CENTODUCATI Tipicamente pugliese di Altamura (BA).
integrazioni fornite da Stefano Ferrazzi
Più tipicamente barese, ma presente anche nel nord e centro nord del paese, questo cognome deriva dal nome medievale Centoducati, attribuito al neonato come augurio di ricchezza: l’origine del nome, infatti, va ricercata nell’espressione cento ducati, nella quale il termine ducato indica un’antica moneta d’oro piuttosto diffusa nell’Italia medievale e, in questo contesto, quindi, il numero cento va inteso in senso iperbolico per indicare una grande quantità di ducati (vedi anche Centonze). Per quanto riguarda il cognome in questione, dunque, si tratta della cognominizzazione del nome personale del capostipite.
CENTONZA
CENTONZE
CENTONZI
Centonza è specifico del foggiano, di Lesina e ManfredoniaCentonze è presente in tutt'Italia sembrano esserci più zone d'origine: Puglie con Lecce in particolare e il trapanese, Centonzi è praticamente unico. Potrebbero derivare da un soprannome legato ad un episodio nel quale ricorre il vocabolo o il concetto di cento once.

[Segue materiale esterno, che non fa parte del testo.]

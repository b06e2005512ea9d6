//! Flat parameter and gradient buffers.
//!
//! Every parameter of every layer lives in one contiguous buffer. Layer `i` owns the
//! sub-range starting exactly where layer `i - 1`'s ends; layers with no parameters own no
//! range at all. Inside a layer's range the named parameters ([`ParamSpec`]) follow each
//! other in declaration order, each stored in its own flattening order.
//!
//! The gradient buffer ([`GradientBuffer`]) uses the identical layout so that an update can
//! be applied element-wise.

use std::ops::Range;

#[cfg(feature = "serde")]
use serde::{Deserialize, Serialize};

use crate::envelope::{FlatOrder, GradientMap, TensorMap};
use crate::{Error, Result, Tensor, tensor};

/// A named parameter declared by a layer.
#[derive(Debug, Clone, PartialEq, Eq)]
#[cfg_attr(feature = "serde", derive(Serialize, Deserialize))]
pub struct ParamSpec {
    pub name: String,
    pub shape: Vec<usize>,
    pub order: FlatOrder,
}

impl ParamSpec {
    pub fn new(name: impl Into<String>, shape: &[usize], order: FlatOrder) -> Self {
        Self {
            name: name.into(),
            shape: shape.to_vec(),
            order,
        }
    }

    #[inline]
    pub fn len(&self) -> usize {
        self.shape.iter().product()
    }

    #[inline]
    pub fn is_empty(&self) -> bool {
        self.len() == 0
    }
}

/// Per-layer ranges into a flat buffer.
#[derive(Debug, Clone, PartialEq, Eq, Default)]
pub struct ParamLayout {
    ranges: Vec<Option<Range<usize>>>,
    total: usize,
}

impl ParamLayout {
    /// Lay out consecutive ranges; a zero count gets no range.
    pub fn from_counts(counts: &[usize]) -> Self {
        let mut ranges = Vec::with_capacity(counts.len());
        let mut offset = 0;
        for &count in counts {
            if count == 0 {
                ranges.push(None);
            } else {
                ranges.push(Some(offset..offset + count));
                offset += count;
            }
        }
        Self {
            ranges,
            total: offset,
        }
    }

    /// Number of layers.
    #[inline]
    pub fn len(&self) -> usize {
        self.ranges.len()
    }

    #[inline]
    pub fn is_empty(&self) -> bool {
        self.ranges.is_empty()
    }

    /// Total number of parameters.
    #[inline]
    pub fn total(&self) -> usize {
        self.total
    }

    #[inline]
    pub fn range(&self, layer: usize) -> Option<Range<usize>> {
        self.ranges.get(layer).cloned().flatten()
    }

    /// Slice of `buffer` owned by `layer`; empty for parameterless layers.
    #[inline]
    pub fn slice<'a>(&self, buffer: &'a [f32], layer: usize) -> &'a [f32] {
        match self.range(layer) {
            Some(r) => &buffer[r],
            None => &[],
        }
    }

    #[inline]
    pub fn slice_mut<'a>(&self, buffer: &'a mut [f32], layer: usize) -> &'a mut [f32] {
        match self.range(layer) {
            Some(r) => &mut buffer[r],
            None => &mut [],
        }
    }
}

/// Split a `"<layer>_<name>"` key.
pub fn parse_key(key: &str) -> Result<(usize, &str)> {
    let (idx, name) = key
        .split_once('_')
        .ok_or_else(|| Error::InvalidParamKey(key.to_owned()))?;
    let idx = idx
        .parse::<usize>()
        .map_err(|_| Error::InvalidParamKey(key.to_owned()))?;
    if name.is_empty() {
        return Err(Error::InvalidParamKey(key.to_owned()));
    }
    Ok((idx, name))
}

/// Offset of `name` inside a layer's range, plus its spec.
fn locate<'a>(specs: &'a [ParamSpec], name: &str) -> Option<(usize, &'a ParamSpec)> {
    let mut offset = 0;
    for spec in specs {
        if spec.name == name {
            return Some((offset, spec));
        }
        offset += spec.len();
    }
    None
}

/// The network's flat parameter buffer plus its layout.
#[derive(Debug, Clone, PartialEq)]
pub struct ParamStore {
    buffer: Vec<f32>,
    layout: ParamLayout,
    specs: Vec<Vec<ParamSpec>>,
}

impl ParamStore {
    /// Build the buffer for layers declaring `specs`.
    ///
    /// A supplied buffer must be a `[1, n]` row vector with `n` equal to the total parameter
    /// count; its values are taken as is. Otherwise a zero buffer is allocated and the second
    /// return value is `true`, meaning each layer still has to initialize its own view.
    pub fn initialize(specs: Vec<Vec<ParamSpec>>, supplied: Option<&Tensor>) -> Result<(Self, bool)> {
        let counts: Vec<usize> = specs
            .iter()
            .map(|layer| layer.iter().map(ParamSpec::len).sum())
            .collect();
        let layout = ParamLayout::from_counts(&counts);
        let total = layout.total();

        let (buffer, needs_init) = match supplied {
            Some(t) => {
                if !tensor::is_row_vector(t) {
                    return Err(Error::ShapeMismatch(format!(
                        "parameters must be a [1, {total}] row vector, got shape {:?}",
                        t.shape()
                    )));
                }
                if t.len() != total {
                    return Err(Error::ShapeMismatch(format!(
                        "parameter vector has {} elements, layers declare {total}",
                        t.len()
                    )));
                }
                (t.iter().copied().collect(), false)
            }
            None => (vec![0.0; total], true),
        };

        Ok((
            Self {
                buffer,
                layout,
                specs,
            },
            needs_init,
        ))
    }

    #[inline]
    pub fn layout(&self) -> &ParamLayout {
        &self.layout
    }

    #[inline]
    pub fn specs(&self) -> &[Vec<ParamSpec>] {
        &self.specs
    }

    #[inline]
    pub fn len(&self) -> usize {
        self.buffer.len()
    }

    #[inline]
    pub fn is_empty(&self) -> bool {
        self.buffer.is_empty()
    }

    #[inline]
    pub fn as_slice(&self) -> &[f32] {
        &self.buffer
    }

    #[inline]
    pub fn as_mut_slice(&mut self) -> &mut [f32] {
        &mut self.buffer
    }

    /// Address of the first element; stable for the life of the store.
    #[inline]
    pub fn buffer_ptr(&self) -> *const f32 {
        self.buffer.as_ptr()
    }

    /// Copy of the whole buffer as a `[1, n]` row vector.
    pub fn params(&self) -> Tensor {
        tensor::row_vector(&self.buffer)
    }

    /// Layer `i`'s view; `None` for parameterless layers.
    pub fn view(&self, layer: usize) -> Result<Option<&[f32]>> {
        self.check_layer(layer)?;
        Ok(self.layout.range(layer).map(|r| &self.buffer[r]))
    }

    pub fn view_mut(&mut self, layer: usize) -> Result<Option<&mut [f32]>> {
        self.check_layer(layer)?;
        Ok(self.layout.range(layer).map(|r| &mut self.buffer[r]))
    }

    /// Overwrite the whole buffer in place.
    pub fn set_params(&mut self, values: &Tensor) -> Result<()> {
        if values.len() != self.buffer.len() {
            return Err(Error::ShapeMismatch(format!(
                "got {} parameters, network has {}",
                values.len(),
                self.buffer.len()
            )));
        }
        for (dst, &src) in self.buffer.iter_mut().zip(values.iter()) {
            *dst = src;
        }
        Ok(())
    }

    pub fn get_param(&self, layer: usize, name: &str) -> Result<Tensor> {
        let (offset, spec) = self.find(layer, name)?;
        let start = self.layer_start(layer) + offset;
        tensor::unflatten(&self.buffer[start..start + spec.len()], &spec.shape, spec.order)
    }

    pub fn set_param(&mut self, layer: usize, name: &str, value: &Tensor) -> Result<()> {
        let (offset, spec) = self.find(layer, name)?;
        if value.shape() != spec.shape.as_slice() {
            return Err(Error::ShapeMismatch(format!(
                "parameter {layer}_{name} has shape {:?}, got {:?}",
                spec.shape,
                value.shape()
            )));
        }
        let order = spec.order;
        let len = spec.len();
        let start = self.layer_start(layer) + offset;
        tensor::flatten_into(value, order, &mut self.buffer[start..start + len])
    }

    /// `get_param` addressed as `"<layer>_<name>"`.
    pub fn get_param_by_key(&self, key: &str) -> Result<Tensor> {
        let (layer, name) = parse_key(key)?;
        self.get_param(layer, name)
    }

    pub fn set_param_by_key(&mut self, key: &str, value: &Tensor) -> Result<()> {
        let (layer, name) = parse_key(key)?;
        self.set_param(layer, name, value)
    }

    /// Every named parameter, keyed `"<layer>_<name>"`, in layer order.
    pub fn param_table(&self) -> Result<TensorMap> {
        let mut table = TensorMap::new();
        for (layer, specs) in self.specs.iter().enumerate() {
            for spec in specs {
                table.insert(format!("{layer}_{}", spec.name), self.get_param(layer, &spec.name)?);
            }
        }
        Ok(table)
    }

    /// Replace the whole table at once.
    ///
    /// The key set and every shape are checked before anything is written, so a rejected
    /// table leaves the buffer untouched.
    pub fn set_param_table(&mut self, table: &TensorMap) -> Result<()> {
        let current = self.param_table()?;
        if !current.same_keys(table) {
            let mut expected: Vec<&str> = current.keys().collect();
            let mut got: Vec<&str> = table.keys().collect();
            expected.sort_unstable();
            got.sort_unstable();
            return Err(Error::InvalidConfig(format!(
                "parameter table keys {got:?} do not match network keys {expected:?}"
            )));
        }
        for (key, value) in table.iter() {
            let Some(existing) = current.get(key) else {
                return Err(Error::InvalidParamKey(key.to_owned()));
            };
            if existing.shape() != value.shape() {
                return Err(Error::ShapeMismatch(format!(
                    "parameter {key} has shape {:?}, got {:?}",
                    existing.shape(),
                    value.shape()
                )));
            }
        }
        for (key, value) in table.iter() {
            self.set_param_by_key(key, value)?;
        }
        Ok(())
    }

    /// Fresh gradient buffer with this store's layout.
    pub fn build_gradient_view(&self) -> GradientBuffer {
        GradientBuffer {
            buffer: vec![0.0; self.buffer.len()],
            layout: self.layout.clone(),
        }
    }

    fn check_layer(&self, layer: usize) -> Result<()> {
        if layer >= self.layout.len() {
            return Err(Error::index("layer", layer, self.layout.len()));
        }
        Ok(())
    }

    fn layer_start(&self, layer: usize) -> usize {
        self.layout.range(layer).map_or(0, |r| r.start)
    }

    fn find(&self, layer: usize, name: &str) -> Result<(usize, &ParamSpec)> {
        self.check_layer(layer)?;
        locate(&self.specs[layer], name).ok_or_else(|| Error::InvalidParamKey(format!("{layer}_{name}")))
    }
}

/// Flat gradient buffer laid out like the [`ParamStore`] it was built from.
#[derive(Debug, Clone, PartialEq)]
pub struct GradientBuffer {
    buffer: Vec<f32>,
    layout: ParamLayout,
}

impl GradientBuffer {
    #[inline]
    pub fn as_slice(&self) -> &[f32] {
        &self.buffer
    }

    #[inline]
    pub fn as_mut_slice(&mut self) -> &mut [f32] {
        &mut self.buffer
    }

    #[inline]
    pub fn layout(&self) -> &ParamLayout {
        &self.layout
    }

    /// Layer `i`'s gradient view; `None` for parameterless layers.
    pub fn view(&self, layer: usize) -> Option<&[f32]> {
        self.layout.range(layer).map(|r| &self.buffer[r])
    }

    pub fn zero_layer(&mut self, layer: usize) {
        if let Some(r) = self.layout.range(layer) {
            self.buffer[r].fill(0.0);
        }
    }

    /// Write a keyed gradient map into the buffer.
    ///
    /// Layers absent from the map (for example below a frozen layer) end up zero. Every entry
    /// is checked before anything is written, so a rejected map leaves the buffer as it was.
    pub fn pack(&mut self, grads: &GradientMap, specs: &[Vec<ParamSpec>]) -> Result<()> {
        let mut slots = Vec::with_capacity(grads.len());
        for entry in grads.iter() {
            let (layer, name) = parse_key(&entry.key)?;
            let layer_specs = specs
                .get(layer)
                .ok_or_else(|| Error::index("layer", layer, specs.len()))?;
            let (offset, spec) = locate(layer_specs, name)
                .ok_or_else(|| Error::InvalidParamKey(entry.key.clone()))?;
            if entry.tensor.shape() != spec.shape.as_slice() {
                return Err(Error::ShapeMismatch(format!(
                    "gradient {} has shape {:?}, parameter is {:?}",
                    entry.key,
                    entry.tensor.shape(),
                    spec.shape
                )));
            }
            let start = self.layout.range(layer).map_or(0, |r| r.start) + offset;
            let end = start + spec.len();
            if end > self.buffer.len() {
                return Err(Error::ShapeMismatch(format!(
                    "gradient {} ends at {end}, buffer holds {}",
                    entry.key,
                    self.buffer.len()
                )));
            }
            slots.push((entry, start..end));
        }

        self.buffer.fill(0.0);
        for (entry, range) in slots {
            tensor::flatten_into(&entry.tensor, entry.order, &mut self.buffer[range])?;
        }
        Ok(())
    }
}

integrazioni fornite da Stefano Ferrazzi
Centonza, raro, ha un nucleo principale nel foggiano, Centonze, presente da nord a sud del paese, ha il suo epicentro in Puglia, fra il leccese, il barese e il brindisino, ma ceppi importanti si riscontrano anche nel materano, nel trapanese e, in misura minore, nell’ennese, Centonzi, quasi unico, si trova esclusivamente nel tarantino e nel trapanese, tutti questi cognomi derivano dal nome medievale Centonze, attribuito al neonato come augurio di ricchezza: l’origine di questo nome, infatti, va ricercata nell’espressione cento once, nella quale il termine oncia indica un’antica moneta molto diffusa nell’Italia medievale e, in questo contesto, quindi, il numero cento va inteso in senso iperbolico per indicare una grande quantità di once (vedi anche Centoducati). Per quanto riguarda i cognomi in questione, dunque, si tratta delle cognominizzazioni dei nomi personali dei capostipiti.

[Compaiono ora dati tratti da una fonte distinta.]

use rand::rngs::StdRng;

use crate::envelope::{Activations, Gradients};
use crate::layer::Layer;
use crate::params::ParamSpec;
use crate::workspace::Workspace;
use crate::{Activation, Error, Result, Tensor};

/// Parameterless layer applying an activation element-wise.
#[derive(Debug, Clone)]
pub struct ActivationLayer {
    activation: Activation,
    output: Option<Tensor>,
}

impl ActivationLayer {
    pub fn new(activation: Activation) -> Self {
        Self {
            activation,
            output: None,
        }
    }
}

impl Layer for ActivationLayer {
    fn layer_type(&self) -> &'static str {
        "Activation"
    }

    fn param_specs(&self) -> Vec<ParamSpec> {
        Vec::new()
    }

    fn init_params(&self, _params: &mut [f32], _rng: &mut StdRng) {}

    fn activate(
        &mut self,
        _params: &[f32],
        input: Activations,
        training: bool,
        ws: &mut Workspace,
    ) -> Result<Activations> {
        let mut y = ws.alloc(input.tensor.shape())?;
        y.assign(&input.tensor);
        self.activation.apply(&mut y);
        if training {
            self.output = Some(y.clone());
        }
        Ok(input.map_tensor(y))
    }

    fn backprop_gradient(
        &mut self,
        _params: &[f32],
        epsilon: Gradients,
        ws: &mut Workspace,
    ) -> Result<Gradients> {
        let y = self.output.as_ref().ok_or_else(|| {
            Error::MissingInput("activation backprop called without a training forward pass".to_owned())
        })?;
        let incoming = epsilon
            .activation_grad
            .ok_or_else(|| Error::MissingInput("activation backprop needs an output error".to_owned()))?;
        let mut eps = ws.alloc(incoming.shape())?;
        eps.assign(&incoming);
        self.activation.backprop_inplace(y, &mut eps)?;
        Ok(Gradients {
            activation_grad: Some(eps),
            mask: epsilon.mask,
            mask_state: epsilon.mask_state,
            ..Gradients::default()
        })
    }

    fn clear(&mut self) {
        self.output = None;
    }

    fn box_clone(&self) -> Box<dyn Layer> {
        Box::new(self.clone())
    }
}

CENTOSCUDI Centoscudi ha un piccolo ceppo a Fano nell'anconetano, ma il ceppo originario è nel viterbese a Bagnoregio e Castiglione in Teverina, deriva dal nome gratulatorio rinascimentale Centoscudi attribuito al figlio cui si augurava ogni ricchezza.
CEOL Molto raro è tipico di Varena (TN), dovrebbe derivare da un soprannome originato dal vocabolo dialettale cevol (ciglio di una scarpata, di una strada), probabilmente riferito alla località in cui abitava la famiglia.
CEOLA
CEOLIN
Ceola è specifico del vicentino, Ceolin, tipico del Veneto, è della zona che comprende il basso trevigiano e pordenonese e la provincia di Venezia, in particolare la zona tra Mogliano Veneto (TV), Marcon (VE) e Mestre, dovrebbero derivare da soprannomi originati dal vocabolo dialettale ceòla (cipolla).
CEOLAN Molto raro è tipico della zona tra le Province di Bolzano e di Trento, soprattutto nell'area di Salorno (BZ), dovrebbe essere originato dall'etnico del paese di Ceola (TN).
CEPPAROTTI Cepparotti sembrerebbe specifico di Viterbo, potrebbe derivare da un soprannome originato dal mestiere di taglialegna o più probabilmente di venditore di legna svolto dal capostipite.
CEPPI
CEPPO
GEPPI
Ceppi ha un ceppo nell'area lombarda che comprende il milanese, il varesotto, il comasco, il lecchese ed il bergamasco, con un ceppo anche nel perugino ed uno piccolo tra goriziano e triestino, Ceppo, assolutamente rarissimo, parrebbe romano, Geppi, estremamente raro, parrebbe del pisano, livornese, potrebbero derivare da forme ipocoristiche dialettali contratte derivate dal nome Giuseppe, anche se non si può escludere in alcuni casi possa trattarsi di soprannomi originati dal termine ceppo (pezzo di legno) ad indicare forse un'attività di legnaiuolo o falegname svolta dai capostipiti.